Dynamic MetaStacker: A Robust Stacking Ensemble Model with Confidence-Penalized Learning for Enhanced Classification Accuracy
摘要
The type of ensemble learning called stacking enhances the classification of patterns by amalgamation of various algorithms. However, traditional stacking models are occasionally faced with the potential of having high confidence levels in inaccurate predictions, hence lowering the reliability especially in sensitive areas such as the medical field. While basic methods such as bagging and boosting solve issues of both bias and variance, they do not contain any means to prevent overconfidence, and applying linear meta-learners reduces the capacity to identify intricate patterns.

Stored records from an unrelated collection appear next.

//! PKCE (Proof Key for Code Exchange, RFC 7636) verification.

use sha2::{Digest, Sha256};
use subtle::ConstantTimeEq;
use std::fmt;
use std::str::FromStr;

#[derive(Clone, Copy, Debug, PartialEq, Eq)]
pub enum PkceMethod {
    S256,
    Plain,
}

impl PkceMethod {
    pub fn as_str(&self) -> &'static str {
        match self {
            PkceMethod::S256 => "S256",
            PkceMethod::Plain => "plain",
        }
    }
}

impl fmt::Display for PkceMethod {
    fn fmt(&self, f: &mut fmt::Formatter<'_>) -> fmt::Result {
        f.write_str(self.as_str())
    }
}

#[derive(Debug, PartialEq, Eq)]
pub struct UnknownPkceMethod(pub String);

impl FromStr for PkceMethod {
    type Err = UnknownPkceMethod;

    fn from_str(s: &str) -> Result<Self, Self::Err> {
        match s {
            "S256" => Ok(PkceMethod::S256),
            "plain" => Ok(PkceMethod::Plain),
            other => Err(UnknownPkceMethod(other.to_string())),
        }
    }
}

/// Computes the S256 code challenge: BASE64URL(SHA256(code_verifier)), unpadded.
pub fn compute_s256_challenge(code_verifier: &str) -> String {
    use base64::Engine;
    let hash = Sha256::digest(code_verifier.as_bytes());
    base64::engine::general_purpose::URL_SAFE_NO_PAD.encode(hash)
}

/// Recomputes the challenge for `verifier` and compares it with `challenge`.
pub fn verify(verifier: &str, challenge: &str, method: PkceMethod) -> bool {
    let computed = match method {
        PkceMethod::S256 => compute_s256_challenge(verifier),
        PkceMethod::Plain => verifier.to_string(),
    };
    computed.as_bytes().ct_eq(challenge.as_bytes()).into()
}
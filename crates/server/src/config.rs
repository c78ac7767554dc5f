use serde::Deserialize;
use std::path::{Path, PathBuf};
use thiserror::Error;

#[derive(Debug, Error)]
pub enum ConfigError {
    #[error("Configuration build error: {0}")]
    Build(#[from] config::ConfigError),
    #[error("Invalid configuration: {0}")]
    Validation(String),
}

/// Settings for the OAuth2 / OpenID Connect provider.
#[derive(Clone, Debug, Deserialize)]
pub struct OAuth2Config {
    /// Base URL of the provider, used as `iss` and to build endpoint URLs.
    pub issuer_url: String,
    /// Access token lifetime in seconds
    #[serde(default = "default_access_token_lifetime")]
    pub access_token_lifetime: i64,
    /// Refresh token lifetime in seconds. Not extended on rotation.
    #[serde(default = "default_refresh_token_lifetime")]
    pub refresh_token_lifetime: i64,
    /// Authorization code lifetime in seconds
    #[serde(default = "default_authorization_code_lifetime")]
    pub authorization_code_lifetime: i64,
    /// PKCS#8 PEM file holding the Ed25519 ID token signing key.
    /// An ephemeral key is generated when unset.
    #[serde(default)]
    pub signing_key_path: Option<PathBuf>,
    /// Prefix for `picture` claims. Defaults to `{issuer_url}/api/v3/image/user/thumb`.
    #[serde(default)]
    pub user_image_base_url: Option<String>,
    #[serde(default = "default_scopes_supported")]
    pub scopes_supported: Vec<String>,
}

impl OAuth2Config {
    /// Minimal configuration with default lifetimes, mostly useful for tests.
    pub fn new(issuer_url: impl Into<String>) -> Self {
        Self {
            issuer_url: issuer_url.into(),
            access_token_lifetime: default_access_token_lifetime(),
            refresh_token_lifetime: default_refresh_token_lifetime(),
            authorization_code_lifetime: default_authorization_code_lifetime(),
            signing_key_path: None,
            user_image_base_url: None,
            scopes_supported: default_scopes_supported(),
        }
    }

    pub fn issuer(&self) -> &str {
        self.issuer_url.trim_end_matches('/')
    }

    pub fn endpoint(&self, path: &str) -> String {
        format!("{}{}", self.issuer(), path)
    }

    pub fn image_base_url(&self) -> String {
        match &self.user_image_base_url {
            Some(base) => base.trim_end_matches('/').to_string(),
            None => self.endpoint("/api/v3/image/user/thumb"),
        }
    }

    pub fn validate(&self) -> Result<(), ConfigError> {
        if !(self.issuer_url.starts_with("https://") || self.issuer_url.starts_with("http://")) {
            return Err(ConfigError::Validation(
                "oauth2.issuer_url must be an http(s) URL".into(),
            ));
        }
        if self.access_token_lifetime <= 0 {
            return Err(ConfigError::Validation(
                "oauth2.access_token_lifetime must be > 0".into(),
            ));
        }
        if self.refresh_token_lifetime < self.access_token_lifetime {
            return Err(ConfigError::Validation(
                "oauth2.refresh_token_lifetime must not be shorter than the access token lifetime"
                    .into(),
            ));
        }
        if !(60..=600).contains(&self.authorization_code_lifetime) {
            return Err(ConfigError::Validation(
                "oauth2.authorization_code_lifetime must be between 60 and 600 seconds".into(),
            ));
        }
        if !self.scopes_supported.iter().any(|s| s == "openid") {
            return Err(ConfigError::Validation(
                "oauth2.scopes_supported must include openid".into(),
            ));
        }
        Ok(())
    }
}

#[derive(Clone, Debug, Deserialize)]
pub struct AppConfig {
    pub database_url: String,
    #[serde(default = "default_bind_address")]
    pub bind_address: String,
    pub oauth2: OAuth2Config,
}

fn default_bind_address() -> String {
    "0.0.0.0:8080".to_string()
}

fn default_access_token_lifetime() -> i64 {
    3600
}

fn default_refresh_token_lifetime() -> i64 {
    86400 * 7
}

fn default_authorization_code_lifetime() -> i64 {
    300
}

fn default_scopes_supported() -> Vec<String> {
    ["openid", "profile", "email"]
        .iter()
        .map(|s| s.to_string())
        .collect()
}

/// Load application configuration from `config.yaml` + environment overrides.
///
/// Any environment variable matching the key path separated by double underscores
/// (e.g. `OAUTH2__ACCESS_TOKEN_LIFETIME`) overrides the file value.
pub fn load_config() -> Result<AppConfig, ConfigError> {
    load_config_from(Path::new("config.yaml"))
}

pub fn load_config_from(path: &Path) -> Result<AppConfig, ConfigError> {
    use config::{Config, Environment, File};
    let cfg = Config::builder()
        .add_source(File::from(path))
        .add_source(Environment::default().separator("__"))
        .build()?;

    let app: AppConfig = cfg.try_deserialize()?;
    app.oauth2.validate()?;

    Ok(app)
}

/// Convenience helper for binaries wanting panic-on-error behaviour.
pub fn load_config_or_panic() -> AppConfig {
    match load_config() {
        Ok(c) => c,
        Err(e) => panic!("Failed to load configuration: {e}"),
    }
}

#[cfg(test)]
mod tests {
    use super::*;

    #[test]
    fn defaults_are_valid() {
        let cfg = OAuth2Config::new("https://idp.example.org/");
        assert!(cfg.validate().is_ok());
        assert_eq!(cfg.issuer(), "https://idp.example.org");
        assert_eq!(cfg.endpoint("/oauth2/token"), "https://idp.example.org/oauth2/token");
    }

    #[test]
    fn code_lifetime_must_stay_short() {
        let mut cfg = OAuth2Config::new("https://idp.example.org");
        cfg.authorization_code_lifetime = 3600;
        assert!(matches!(cfg.validate(), Err(ConfigError::Validation(_))));
        cfg.authorization_code_lifetime = 30;
        assert!(cfg.validate().is_err());
    }

    #[test]
    fn refresh_lifetime_not_shorter_than_access() {
        let mut cfg = OAuth2Config::new("https://idp.example.org");
        cfg.refresh_token_lifetime = 60;
        assert!(cfg.validate().is_err());
    }

    #[test]
    fn image_base_url_falls_back_to_issuer() {
        let mut cfg = OAuth2Config::new("https://idp.example.org");
        assert_eq!(
            cfg.image_base_url(),
            "https://idp.example.org/api/v3/image/user/thumb"
        );
        cfg.user_image_base_url = Some("https://cdn.example.org/img/".into());
        assert_eq!(cfg.image_base_url(), "https://cdn.example.org/img");
    }
}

We present Dynamic MetaStacker a new type of ensemble classifier where decision tree, logistic regression, and support vector machine (SVM) are combined with a neural network as the meta-classifier. This approach introduces a specific loss function which punishes for the overconfident predictions, thus enhancing the quality and resistance. On Cervical Cancer Risk Factors Dataset, Dynamic MetaStacker outperformed all other base learners and traditional stacking modes as follows; improved accuracy by 4. 5%, and recall by 6. 3%. Specifically, the misclassification rates were eliminated and the confidence-penalized loss function also improved reliability. It is well illustrated from the above results that the model is feasible to work with high imbalanced datasets; it can therefore be utilized to provide superior performance for critical applications such as medical diagnosis.